= Beginning of Section =
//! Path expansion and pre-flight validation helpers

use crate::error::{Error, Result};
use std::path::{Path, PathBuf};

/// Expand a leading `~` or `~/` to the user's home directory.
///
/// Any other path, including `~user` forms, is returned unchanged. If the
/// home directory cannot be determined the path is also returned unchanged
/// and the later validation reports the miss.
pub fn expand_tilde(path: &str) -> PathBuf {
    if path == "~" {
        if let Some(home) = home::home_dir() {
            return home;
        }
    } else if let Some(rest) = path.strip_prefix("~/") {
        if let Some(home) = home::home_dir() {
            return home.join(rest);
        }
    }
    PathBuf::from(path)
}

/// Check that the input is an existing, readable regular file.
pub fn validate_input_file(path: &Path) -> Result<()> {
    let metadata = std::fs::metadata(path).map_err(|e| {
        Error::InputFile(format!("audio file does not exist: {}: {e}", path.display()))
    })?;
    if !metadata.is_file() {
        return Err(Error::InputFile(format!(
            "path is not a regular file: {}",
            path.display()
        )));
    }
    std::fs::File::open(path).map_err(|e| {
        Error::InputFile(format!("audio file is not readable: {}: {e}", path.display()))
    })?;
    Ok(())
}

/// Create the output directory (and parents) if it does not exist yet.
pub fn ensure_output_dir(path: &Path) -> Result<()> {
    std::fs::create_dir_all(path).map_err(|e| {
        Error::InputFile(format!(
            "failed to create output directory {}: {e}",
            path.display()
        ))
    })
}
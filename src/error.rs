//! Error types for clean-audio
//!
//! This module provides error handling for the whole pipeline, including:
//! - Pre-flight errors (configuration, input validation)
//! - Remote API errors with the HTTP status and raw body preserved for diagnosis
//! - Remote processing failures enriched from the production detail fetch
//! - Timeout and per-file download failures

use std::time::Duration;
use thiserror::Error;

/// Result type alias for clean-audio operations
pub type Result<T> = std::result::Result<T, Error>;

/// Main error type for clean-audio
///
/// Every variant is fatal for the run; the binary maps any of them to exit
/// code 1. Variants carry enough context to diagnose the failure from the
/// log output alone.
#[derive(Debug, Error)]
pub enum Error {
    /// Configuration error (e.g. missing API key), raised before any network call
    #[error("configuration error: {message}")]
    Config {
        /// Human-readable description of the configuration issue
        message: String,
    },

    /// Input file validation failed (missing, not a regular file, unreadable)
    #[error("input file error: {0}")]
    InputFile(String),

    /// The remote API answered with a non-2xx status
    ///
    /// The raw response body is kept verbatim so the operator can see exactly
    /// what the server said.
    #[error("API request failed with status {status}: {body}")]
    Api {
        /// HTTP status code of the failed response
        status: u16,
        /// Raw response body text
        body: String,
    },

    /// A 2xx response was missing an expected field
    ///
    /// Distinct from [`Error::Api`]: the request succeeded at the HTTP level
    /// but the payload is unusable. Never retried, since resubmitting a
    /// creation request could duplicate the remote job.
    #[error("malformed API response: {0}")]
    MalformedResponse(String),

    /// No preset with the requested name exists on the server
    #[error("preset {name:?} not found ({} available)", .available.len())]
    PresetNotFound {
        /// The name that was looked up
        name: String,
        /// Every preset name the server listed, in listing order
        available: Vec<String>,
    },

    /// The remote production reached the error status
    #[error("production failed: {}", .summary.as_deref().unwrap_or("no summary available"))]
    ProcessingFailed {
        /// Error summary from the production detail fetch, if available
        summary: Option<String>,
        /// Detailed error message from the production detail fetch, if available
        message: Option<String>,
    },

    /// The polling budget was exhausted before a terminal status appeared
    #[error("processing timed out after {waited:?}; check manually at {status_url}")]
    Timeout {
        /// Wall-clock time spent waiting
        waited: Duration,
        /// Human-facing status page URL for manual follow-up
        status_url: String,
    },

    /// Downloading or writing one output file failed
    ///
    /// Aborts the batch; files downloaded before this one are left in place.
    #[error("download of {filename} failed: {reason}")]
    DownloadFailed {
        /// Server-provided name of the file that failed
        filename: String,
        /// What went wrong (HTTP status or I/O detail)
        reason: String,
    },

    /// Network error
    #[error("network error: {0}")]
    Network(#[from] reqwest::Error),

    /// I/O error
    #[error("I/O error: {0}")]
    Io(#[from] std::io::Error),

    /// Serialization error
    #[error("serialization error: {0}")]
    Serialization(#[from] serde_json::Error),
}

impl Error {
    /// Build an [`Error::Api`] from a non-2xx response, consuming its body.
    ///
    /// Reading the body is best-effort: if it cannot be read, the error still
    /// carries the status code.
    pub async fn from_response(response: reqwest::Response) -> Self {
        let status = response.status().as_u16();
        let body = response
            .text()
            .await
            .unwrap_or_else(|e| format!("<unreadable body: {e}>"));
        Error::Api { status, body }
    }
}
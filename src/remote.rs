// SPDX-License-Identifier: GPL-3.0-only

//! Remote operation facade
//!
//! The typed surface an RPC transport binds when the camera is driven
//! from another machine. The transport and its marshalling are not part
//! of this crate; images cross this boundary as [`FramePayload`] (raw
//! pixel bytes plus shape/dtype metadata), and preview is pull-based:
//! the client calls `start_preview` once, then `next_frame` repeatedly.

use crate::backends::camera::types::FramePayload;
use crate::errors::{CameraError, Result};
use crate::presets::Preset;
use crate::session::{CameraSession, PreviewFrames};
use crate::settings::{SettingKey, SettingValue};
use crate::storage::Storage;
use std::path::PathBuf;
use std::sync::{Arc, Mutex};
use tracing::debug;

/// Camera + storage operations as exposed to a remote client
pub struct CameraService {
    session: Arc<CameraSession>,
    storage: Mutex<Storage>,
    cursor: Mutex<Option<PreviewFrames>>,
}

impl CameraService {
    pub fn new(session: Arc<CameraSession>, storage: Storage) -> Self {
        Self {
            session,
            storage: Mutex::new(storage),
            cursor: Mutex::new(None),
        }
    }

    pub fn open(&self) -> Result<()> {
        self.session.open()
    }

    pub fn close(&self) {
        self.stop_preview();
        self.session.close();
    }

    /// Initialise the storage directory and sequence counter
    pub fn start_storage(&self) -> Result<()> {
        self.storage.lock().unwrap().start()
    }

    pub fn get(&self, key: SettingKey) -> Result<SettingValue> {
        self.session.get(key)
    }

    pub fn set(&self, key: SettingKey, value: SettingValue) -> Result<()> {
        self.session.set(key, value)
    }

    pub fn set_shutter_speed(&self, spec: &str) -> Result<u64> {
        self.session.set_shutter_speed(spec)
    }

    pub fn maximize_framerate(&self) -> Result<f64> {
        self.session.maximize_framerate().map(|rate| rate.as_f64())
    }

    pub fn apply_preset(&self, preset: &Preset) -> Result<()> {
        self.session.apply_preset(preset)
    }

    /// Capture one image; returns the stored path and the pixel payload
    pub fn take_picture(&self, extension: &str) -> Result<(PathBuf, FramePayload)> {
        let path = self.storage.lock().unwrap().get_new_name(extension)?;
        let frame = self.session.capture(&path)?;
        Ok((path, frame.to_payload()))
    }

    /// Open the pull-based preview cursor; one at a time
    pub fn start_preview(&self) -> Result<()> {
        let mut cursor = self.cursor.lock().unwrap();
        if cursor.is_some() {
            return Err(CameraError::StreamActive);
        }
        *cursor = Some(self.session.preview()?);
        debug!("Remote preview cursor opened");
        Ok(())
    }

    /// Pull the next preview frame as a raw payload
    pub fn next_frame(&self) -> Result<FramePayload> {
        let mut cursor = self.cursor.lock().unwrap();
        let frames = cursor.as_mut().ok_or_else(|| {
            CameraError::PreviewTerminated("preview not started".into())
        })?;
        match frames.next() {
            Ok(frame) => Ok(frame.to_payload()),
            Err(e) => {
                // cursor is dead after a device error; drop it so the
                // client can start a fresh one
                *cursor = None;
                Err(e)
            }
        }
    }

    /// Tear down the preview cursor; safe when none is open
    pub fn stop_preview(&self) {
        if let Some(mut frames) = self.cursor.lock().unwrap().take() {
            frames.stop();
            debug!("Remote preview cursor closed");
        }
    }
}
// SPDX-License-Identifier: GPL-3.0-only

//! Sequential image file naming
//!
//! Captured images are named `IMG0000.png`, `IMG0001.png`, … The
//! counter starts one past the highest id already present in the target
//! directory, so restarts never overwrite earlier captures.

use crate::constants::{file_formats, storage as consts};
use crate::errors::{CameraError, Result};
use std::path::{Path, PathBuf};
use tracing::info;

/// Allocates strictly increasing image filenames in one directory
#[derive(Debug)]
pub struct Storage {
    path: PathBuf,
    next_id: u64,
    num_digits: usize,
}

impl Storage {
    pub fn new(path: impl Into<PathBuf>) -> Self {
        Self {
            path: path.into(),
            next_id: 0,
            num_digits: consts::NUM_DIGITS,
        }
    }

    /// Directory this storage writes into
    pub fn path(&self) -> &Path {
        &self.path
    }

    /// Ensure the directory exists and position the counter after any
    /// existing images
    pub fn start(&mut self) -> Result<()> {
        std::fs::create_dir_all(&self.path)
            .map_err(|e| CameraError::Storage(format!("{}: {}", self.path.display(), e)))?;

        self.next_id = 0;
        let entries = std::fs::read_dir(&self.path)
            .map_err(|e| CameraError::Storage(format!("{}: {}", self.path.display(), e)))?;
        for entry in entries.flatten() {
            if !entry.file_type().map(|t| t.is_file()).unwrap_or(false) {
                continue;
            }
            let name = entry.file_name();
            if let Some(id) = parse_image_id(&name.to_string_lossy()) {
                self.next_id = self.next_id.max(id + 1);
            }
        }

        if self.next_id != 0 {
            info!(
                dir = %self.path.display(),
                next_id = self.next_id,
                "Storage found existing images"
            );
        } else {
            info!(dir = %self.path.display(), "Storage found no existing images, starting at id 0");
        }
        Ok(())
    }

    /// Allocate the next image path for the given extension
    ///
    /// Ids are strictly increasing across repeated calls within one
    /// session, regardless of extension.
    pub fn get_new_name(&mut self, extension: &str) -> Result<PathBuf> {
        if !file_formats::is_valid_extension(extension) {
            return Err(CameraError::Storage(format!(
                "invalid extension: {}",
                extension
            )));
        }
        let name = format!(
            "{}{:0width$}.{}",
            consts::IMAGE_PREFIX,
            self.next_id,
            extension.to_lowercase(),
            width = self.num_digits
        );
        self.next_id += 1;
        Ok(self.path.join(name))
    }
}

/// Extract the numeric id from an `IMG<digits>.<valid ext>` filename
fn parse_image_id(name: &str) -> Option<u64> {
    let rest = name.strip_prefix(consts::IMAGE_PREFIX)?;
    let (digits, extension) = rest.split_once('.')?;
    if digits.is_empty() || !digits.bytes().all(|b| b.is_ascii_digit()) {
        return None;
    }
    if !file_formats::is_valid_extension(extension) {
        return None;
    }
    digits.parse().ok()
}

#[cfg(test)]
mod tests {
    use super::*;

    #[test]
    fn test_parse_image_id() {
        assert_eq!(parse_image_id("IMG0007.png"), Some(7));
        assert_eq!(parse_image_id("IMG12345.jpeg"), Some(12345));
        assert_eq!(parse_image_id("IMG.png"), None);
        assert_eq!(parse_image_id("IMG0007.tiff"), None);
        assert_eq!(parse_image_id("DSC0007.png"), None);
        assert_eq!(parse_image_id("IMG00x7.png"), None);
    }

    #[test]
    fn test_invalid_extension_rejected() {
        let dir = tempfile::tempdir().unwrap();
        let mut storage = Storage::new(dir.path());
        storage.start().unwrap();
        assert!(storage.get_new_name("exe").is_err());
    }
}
= End of Section =
Your objective: Here the job is to transcribe the lines from the first line of the data through the line containing "reports the miss.", inclusive, exactly and with nothing else.

Answer section:
//! Path expansion and pre-flight validation helpers

use crate::error::{Error, Result};
use std::path::{Path, PathBuf};

/// Expand a leading `~` or `~/` to the user's home directory.
///
/// Any other path, including `~user` forms, is returned unchanged. If the
/// home directory cannot be determined the path is also returned unchanged
/// and the later validation reports the miss.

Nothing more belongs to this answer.